AbstractionPosted on 10 July 2017 by James Cowan in General Semantics
In my previous blog about General Semantics (see "Jargon 2: All in the ear of the beholder", 18 February 2017), I touched briefly on the topic of abstraction. The idea that in most cases we are only talking about certain aspects of something, not the whole thing. Thus, depending on your topic, you may want to talk about a cow as a heavy animal which damages damp pasture by walking upon it. Or as an animal which can generate milk from grass. Or as a (generally) docile, friendly and inquisitive beast. Or a dangerous animal if you get between her and her calf. So it is important that your audience is clear about which cow you are talking about when you are defining it in limited terms. Even if you are using the same language as they, confusions can easily arise. Which, as I mentioned in my earlier article on General Semantics, is whence the development of the science originated.

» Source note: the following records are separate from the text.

use std::net::SocketAddr;
use std::time::Duration;

use tokio::io::{AsyncBufReadExt, AsyncWriteExt, BufReader};
use tokio::net::tcp::{OwnedReadHalf, OwnedWriteHalf};
use tokio::net::TcpStream;
use tokio::sync::{mpsc, oneshot};

use base_stack::adapter::protocol::create_hello;
use base_stack::adapter::{run_server, InboundCommand, OutboundMessage, ServerConfig, PROTOCOL_VERSION};
use base_stack::core::SessionConfig;
use base_stack::host::{LoggingHost, LoggingSubmitter};
use base_stack::App;

type Lines = tokio::io::Lines<BufReader<OwnedReadHalf>>;

async fn read_json(lines: &mut Lines) -> serde_json::Value {
    let line = tokio::time::timeout(Duration::from_secs(2), lines.next_line())
        .await
        .expect("timeout waiting for line")
        .expect("io error")
        .expect("expected line");
    serde_json::from_str(&line).expect("valid json")
}

/// Read until a message of `msg_type` arrives, skipping the others.
async fn read_until(lines: &mut Lines, msg_type: &str) -> serde_json::Value {
    loop {
        let v = read_json(lines).await;
        if v["type"] == msg_type {
            return v;
        }
    }
}

async fn send(writer: &mut OwnedWriteHalf, value: &serde_json::Value) {
    let mut line = serde_json::to_string(value).unwrap();
    line.push('\n');
    writer.write_all(line.as_bytes()).await.unwrap();
    writer.flush().await.unwrap();
}

async fn connect(addr: SocketAddr) -> (Lines, OwnedWriteHalf) {
    let stream = TcpStream::connect(addr).await.unwrap();
    let (read_half, write_half) = stream.into_split();
    (BufReader::new(read_half).lines(), write_half)
}

async fn hello(writer: &mut OwnedWriteHalf, seq: u64, name: &str, stream: bool) {
    let mut hello = create_hello(seq, name, PROTOCOL_VERSION);
    hello.requested.stream_observations = stream;
    send(writer, &serde_json::to_value(&hello).unwrap()).await;
}

fn command(seq: u64, action: &str) -> serde_json::Value {
    serde_json::json!({"type": "command", "seq": seq, "ts": 1, "action": action})
}

/// Spawn the server with the real game-loop driver behind it.
async fn start_stack(max_pending: usize) -> (SocketAddr, Vec<tokio::task::JoinHandle<()>>) {
    let config = ServerConfig {
        host: "127.0.0.1".to_string(),
        port: 0,
        max_pending_commands: max_pending,
        ..ServerConfig::default()
    };

    let (cmd_tx, mut cmd_rx) = mpsc::channel::<InboundCommand>(max_pending);
    let (out_tx, out_rx) = mpsc::unbounded_channel::<OutboundMessage>();
    let (ready_tx, ready_rx) = oneshot::channel();

    let server = tokio::spawn(async move {
        let _ = run_server(config, cmd_tx, out_rx, Some(ready_tx)).await;
    });

    let engine = tokio::spawn(async move {
        let session = SessionConfig {
            seed: 5,
            selection_cooldown_ms: 0,
            animation_ms: 800,
        };
        let mut app = App::new(session, LoggingHost, LoggingSubmitter::default());
        let mut out = Vec::new();
        while let Some(inbound) = cmd_rx.recv().await {
            app.handle_inbound(inbound, &mut out);
            for msg in out.drain(..) {
                let _ = out_tx.send(msg);
            }
        }
    });

    let addr = tokio::time::timeout(Duration::from_secs(2), ready_rx)
        .await
        .unwrap()
        .unwrap();
    (addr, vec![server, engine])
}

#[tokio::test]
async fn test_full_round_trip() {
    let (addr, tasks) = start_stack(64).await;
    let (mut lines, mut writer) = connect(addr).await;

    hello(&mut writer, 1, "ui", true).await;
    let welcome = read_json(&mut lines).await;
    assert_eq!(welcome["type"], "welcome");
    assert_eq!(welcome["role"], "controller");
    assert_eq!(welcome["game_id"], "base-stack");

    let obs = read_until(&mut lines, "observation").await;
    assert_eq!(obs["phase"], "idle");
    assert_eq!(obs["board"].as_array().unwrap().len(), 0);
    assert_eq!(obs["state_hash"].as_str().unwrap().len(), 16);

    send(&mut writer, &command(2, "start")).await;
    let ack = read_until(&mut lines, "ack").await;
    assert_eq!(ack["seq"], 2);
    assert_eq!(ack["applied"], true);

    let ready = read_until(&mut lines, "notification").await;
    assert_eq!(ready["event"], "ready");
    assert_eq!(ready["level"], 1);

    let obs = read_until(&mut lines, "observation").await;
    assert_eq!(obs["phase"], "playing");
    assert_eq!(obs["lives"], 3);
    assert_eq!(obs["timer"]["remaining_secs"], 40);
    let board = obs["board"].as_array().unwrap();
    assert_eq!(board.len(), 18);

    // Click the first free tile.
    let free_id = board
        .iter()
        .find(|t| t["free"] == true)
        .and_then(|t| t["id"].as_u64())
        .unwrap();
    send(
        &mut writer,
        &serde_json::json!({"type": "command", "seq": 3, "ts": 1, "action": "select", "tile_id": free_id}),
    )
    .await;
    let ack = read_until(&mut lines, "ack").await;
    assert_eq!(ack["seq"], 3);
    assert_eq!(ack["applied"], true);
    let obs = read_until(&mut lines, "observation").await;
    assert_eq!(obs["collection"].as_array().unwrap().len(), 1);
    assert_eq!(obs["moves"], 1);

    // Rejected intent is acked with applied=false.
    send(&mut writer, &command(4, "nextLevel")).await;
    let ack = read_until(&mut lines, "ack").await;
    assert_eq!(ack["applied"], false);

    send(&mut writer, &command(5, "freeze")).await;
    let ack = read_until(&mut lines, "ack").await;
    assert_eq!(ack["applied"], true);
    assert_eq!(ack["message"], "Time frozen!");
    let obs = read_until(&mut lines, "observation").await;
    assert_eq!(obs["freeze_used"], true);
    assert_eq!(obs["timer"]["frozen"], true);

    drop(writer);
    for t in tasks {
        t.abort();
    }
}

#[tokio::test]
async fn test_protocol_rules() {
    let (addr, tasks) = start_stack(64).await;
    let (mut lines, mut writer) = connect(addr).await;

    // Commands before hello are refused.
    send(&mut writer, &command(1, "start")).await;
    let err = read_json(&mut lines).await;
    assert_eq!(err["type"], "error");
    assert_eq!(err["code"], "handshake_required");

    hello(&mut writer, 2, "ui", false).await;
    assert_eq!(read_json(&mut lines).await["type"], "welcome");

    // seq must strictly increase.
    send(&mut writer, &command(2, "start")).await;
    let err = read_json(&mut lines).await;
    assert_eq!(err["code"], "invalid_command");
    assert_eq!(err["seq"], 2);

    // Unknown action and missing tile id.
    send(&mut writer, &command(3, "shuffle")).await;
    let err = read_json(&mut lines).await;
    assert_eq!(err["code"], "invalid_command");
    send(&mut writer, &command(4, "select")).await;
    let err = read_json(&mut lines).await;
    assert_eq!(err["message"], "select requires tile_id");

    // Garbage keeps the connection alive.
    writer.write_all(b"{not json\n").await.unwrap();
    let err = read_json(&mut lines).await;
    assert_eq!(err["code"], "invalid_command");

    // Non-streaming clients only get direct replies.
    send(&mut writer, &command(5, "start")).await;
    let ack = read_json(&mut lines).await;
    assert_eq!(ack["type"], "ack");
    assert_eq!(ack["seq"], 5);

    for t in tasks {
        t.abort();
    }
}

#[tokio::test]
async fn test_protocol_major_mismatch_closes_connection() {
    let (addr, tasks) = start_stack(64).await;
    let (mut lines, mut writer) = connect(addr).await;

    let hello = create_hello(1, "old-ui", "0.9.0");
    send(&mut writer, &serde_json::to_value(&hello).unwrap()).await;
    let err = read_json(&mut lines).await;
    assert_eq!(err["code"], "protocol_mismatch");

    let next = tokio::time::timeout(Duration::from_secs(2), lines.next_line())
        .await
        .expect("timeout waiting for close")
        .expect("io error");
    assert!(next.is_none());

    for t in tasks {
        t.abort();
    }
}

#[tokio::test]
async fn test_observer_cannot_command_and_gets_promoted() {
    let (addr, tasks) = start_stack(64).await;

    let (mut ctrl_lines, mut ctrl) = connect(addr).await;
    hello(&mut ctrl, 1, "controller", false).await;
    assert_eq!(read_json(&mut ctrl_lines).await["role"], "controller");

    let (mut obs_lines, mut observer) = connect(addr).await;
    hello(&mut observer, 1, "observer", false).await;
    let welcome = read_json(&mut obs_lines).await;
    assert_eq!(welcome["role"], "observer");

    send(&mut observer, &command(2, "start")).await;
    let err = read_json(&mut obs_lines).await;
    assert_eq!(err["code"], "not_controller");

    // Controller leaves; the observer takes over.
    drop(ctrl);
    drop(ctrl_lines);

    let mut seq = 3;
    let mut promoted = false;
    for _ in 0..50 {
        send(&mut observer, &command(seq, "start")).await;
        let v = read_json(&mut obs_lines).await;
        seq += 1;
        if v["type"] == "ack" {
            promoted = true;
            break;
        }
        assert_eq!(v["code"], "not_controller");
        tokio::time::sleep(Duration::from_millis(20)).await;
    }
    assert!(promoted, "observer was never promoted");

    for t in tasks {
        t.abort();
    }
}

#[tokio::test]
async fn test_backpressure_when_queue_is_full() {
    let config = ServerConfig {
        host: "127.0.0.1".to_string(),
        port: 0,
        max_pending_commands: 1,
        ..ServerConfig::default()
    };

    // Nobody drains the queue.
    let (cmd_tx, _cmd_rx) = mpsc::channel::<InboundCommand>(1);
    let (_out_tx, out_rx) = mpsc::unbounded_channel::<OutboundMessage>();
    let (ready_tx, ready_rx) = oneshot::channel();
    let server = tokio::spawn(async move {
        let _ = run_server(config, cmd_tx, out_rx, Some(ready_tx)).await;
    });
    let addr = tokio::time::timeout(Duration::from_secs(2), ready_rx)
        .await
        .unwrap()
        .unwrap();

    let (mut lines, mut writer) = connect(addr).await;
    hello(&mut writer, 1, "ui", false).await;
    assert_eq!(read_json(&mut lines).await["type"], "welcome");

    send(&mut writer, &command(2, "start")).await;
    send(&mut writer, &command(3, "reset")).await;
    let err = read_json(&mut lines).await;
    assert_eq!(err["code"], "backpressure");
    assert_eq!(err["seq"], 3);

    server.abort();
}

Like many in the computing trade, I have long been addicted to the art of Sudoku. When you are solving a Sudoku puzzle, you are attempting to place a number in a row, column or square, according to the rules that every row, column or 3×3 square must (ultimately) contain all the digits from one to nine - and there must be only one instance of each digit in each row, column or square. Simple. The first, unwritten, rule is that you can only put a number into an otherwise empty cell. So the abstractions to be applied are (1) to test that there is an empty cell in this group (row, etc.); (2) whether there is already an instance of this digit in the 9×9 square, and if not (3) whether there is already an instance of the digit in the row through that cell, and if none of the above (4) whether there is already an instance of the digit in the column through that cell. And if the answers are respectively "yes", "no", "no" and "no", and this is the only location in which the digit may be placed, then write the digit into the cell. But note that throughout this process, it is not important what other numbers are in the relevant row, column and 3×3 square. The abstraction that has to be applied is (a) to find an empty cell and (b) to find an empty cell that is not connected to any other cell with the relevant digit in it.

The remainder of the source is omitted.